Stored items
//! # LLM Routing Runtime
//!
//! An in-process library that dispatches chat-style completion requests across
//! multiple heterogeneous model-provider backends, with transparent fallback,
//! configurable routing policies, and per-request cost and token accounting.
//!
//! No CLI, no persisted state, no file formats: configuration enters through
//! [`RouterConfig`], and all output is via return values and the `on_chunk` callback
//! passed to [`Router::stream`].
//!
//! ## Quick start
//!
//! ```rust,no_run
//! use llm_router::{CompletionRequest, Message, ProviderConfig, ProviderKind, Router, RouterConfig};
//!
//! #[tokio::main]
//! async fn main() -> Result<(), Box<dyn std::error::Error>> {
//!     let config = RouterConfig::new(vec![
//!         ProviderConfig::new("anthropic", ProviderKind::Anthropic).with_api_key("sk-ant-..."),
//!     ]);
//!     let mut router = Router::new(config);
//!     router.initialize().await?;
//!
//!     let request = CompletionRequest::new(vec![Message::user("hello")]);
//!     let response = router.complete(&request).await?;
//!     println!("{}", response.content);
//!     Ok(())
//! }
//! ```

#![warn(clippy::all)]

pub mod complexity;
pub mod config;
pub mod cost;
pub mod default_router;
pub mod error;
pub mod health;
pub mod message;
pub mod metrics;
pub mod model;
pub mod providers;
pub mod request;
pub mod response;
pub mod retry;
pub mod router;
pub mod sse;

pub use config::{ObservabilityConfig, ProviderConfig, ProviderKind, RouterConfig, RoutingStrategy};
pub use default_router::{get_default_router, reset_default_router};
pub use error::{ErrorCode, Result, RouterError};
pub use health::{HealthTracker, ProviderHealth};
pub use message::{ContentPart, ImageMediaType, ImagePart, Message, MessageContent, Role};
pub use metrics::{MetricsRegistry, MetricsSnapshot, ProviderTally};
pub use model::{Capabilities, ComplexityTier, ModelCatalog, ModelDescriptor};
pub use providers::ProviderAdapter;
pub use request::{CompletionRequest, RequestMetadata};
pub use response::{CompletionResponse, CostBreakdown, FinishReason, ResponseMetadata, Usage};
pub use retry::{CancelToken, RetryConfig};
pub use router::Router;

/// Current version of the crate.
pub const VERSION: &str = env!("CARGO_PKG_VERSION");
/// Name of the crate.
pub const NAME: &str = env!("CARGO_PKG_NAME");

#[cfg(test)]
mod tests {
    use super::*;

    #[test]
    fn version_matches_cargo_metadata() {
        assert_eq!(VERSION, env!("CARGO_PKG_VERSION"));
        assert_eq!(NAME, env!("CARGO_PKG_NAME"));
    }
}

Task objective
Set down each line exactly as it appears in the data.

Output for this task
//! # LLM Routing Runtime
//!
//! An in-process library that dispatches chat-style completion requests across
//! multiple heterogeneous model-provider backends, with transparent fallback,
//! configurable routing policies, and per-request cost and token accounting.
//!
//! No CLI, no persisted state, no file formats: configuration enters through
//! [`RouterConfig`], and all output is via return values and the `on_chunk` callback
//! passed to [`Router::stream`].
//!
//! ## Quick start
//!
//! ```rust,no_run
//! use llm_router::{CompletionRequest, Message, ProviderConfig, ProviderKind, Router, RouterConfig};
//!
//! #[tokio::main]
//! async fn main() -> Result<(), Box<dyn std::error::Error>> {
//!     let config = RouterConfig::new(vec![
//!         ProviderConfig::new("anthropic", ProviderKind::Anthropic).with_api_key("sk-ant-..."),
//!     ]);
//!     let mut router = Router::new(config);
//!     router.initialize().await?;
//!
//!     let request = CompletionRequest::new(vec![Message::user("hello")]);
//!     let response = router.complete(&request).await?;
//!     println!("{}", response.content);
//!     Ok(())
//! }
//! ```

#![warn(clippy::all)]

pub mod complexity;
pub mod config;
pub mod cost;
pub mod default_router;
pub mod error;
pub mod health;
pub mod message;
pub mod metrics;
pub mod model;
pub mod providers;
pub mod request;
pub mod response;
pub mod retry;
pub mod router;
pub mod sse;

pub use config::{ObservabilityConfig, ProviderConfig, ProviderKind, RouterConfig, RoutingStrategy};
pub use default_router::{get_default_router, reset_default_router};
pub use error::{ErrorCode, Result, RouterError};
pub use health::{HealthTracker, ProviderHealth};
pub use message::{ContentPart, ImageMediaType, ImagePart, Message, MessageContent, Role};
pub use metrics::{MetricsRegistry, MetricsSnapshot, ProviderTally};
pub use model::{Capabilities, ComplexityTier, ModelCatalog, ModelDescriptor};
pub use providers::ProviderAdapter;
pub use request::{CompletionRequest, RequestMetadata};
pub use response::{CompletionResponse, CostBreakdown, FinishReason, ResponseMetadata, Usage};
pub use retry::{CancelToken, RetryConfig};
pub use router::Router;

/// Current version of the crate.
pub const VERSION: &str = env!("CARGO_PKG_VERSION");
/// Name of the crate.
pub const NAME: &str = env!("CARGO_PKG_NAME");

#[cfg(test)]
mod tests {
    use super::*;

    #[test]
    fn version_matches_cargo_metadata() {
        assert_eq!(VERSION, env!("CARGO_PKG_VERSION"));
        assert_eq!(NAME, env!("CARGO_PKG_NAME"));
    }
}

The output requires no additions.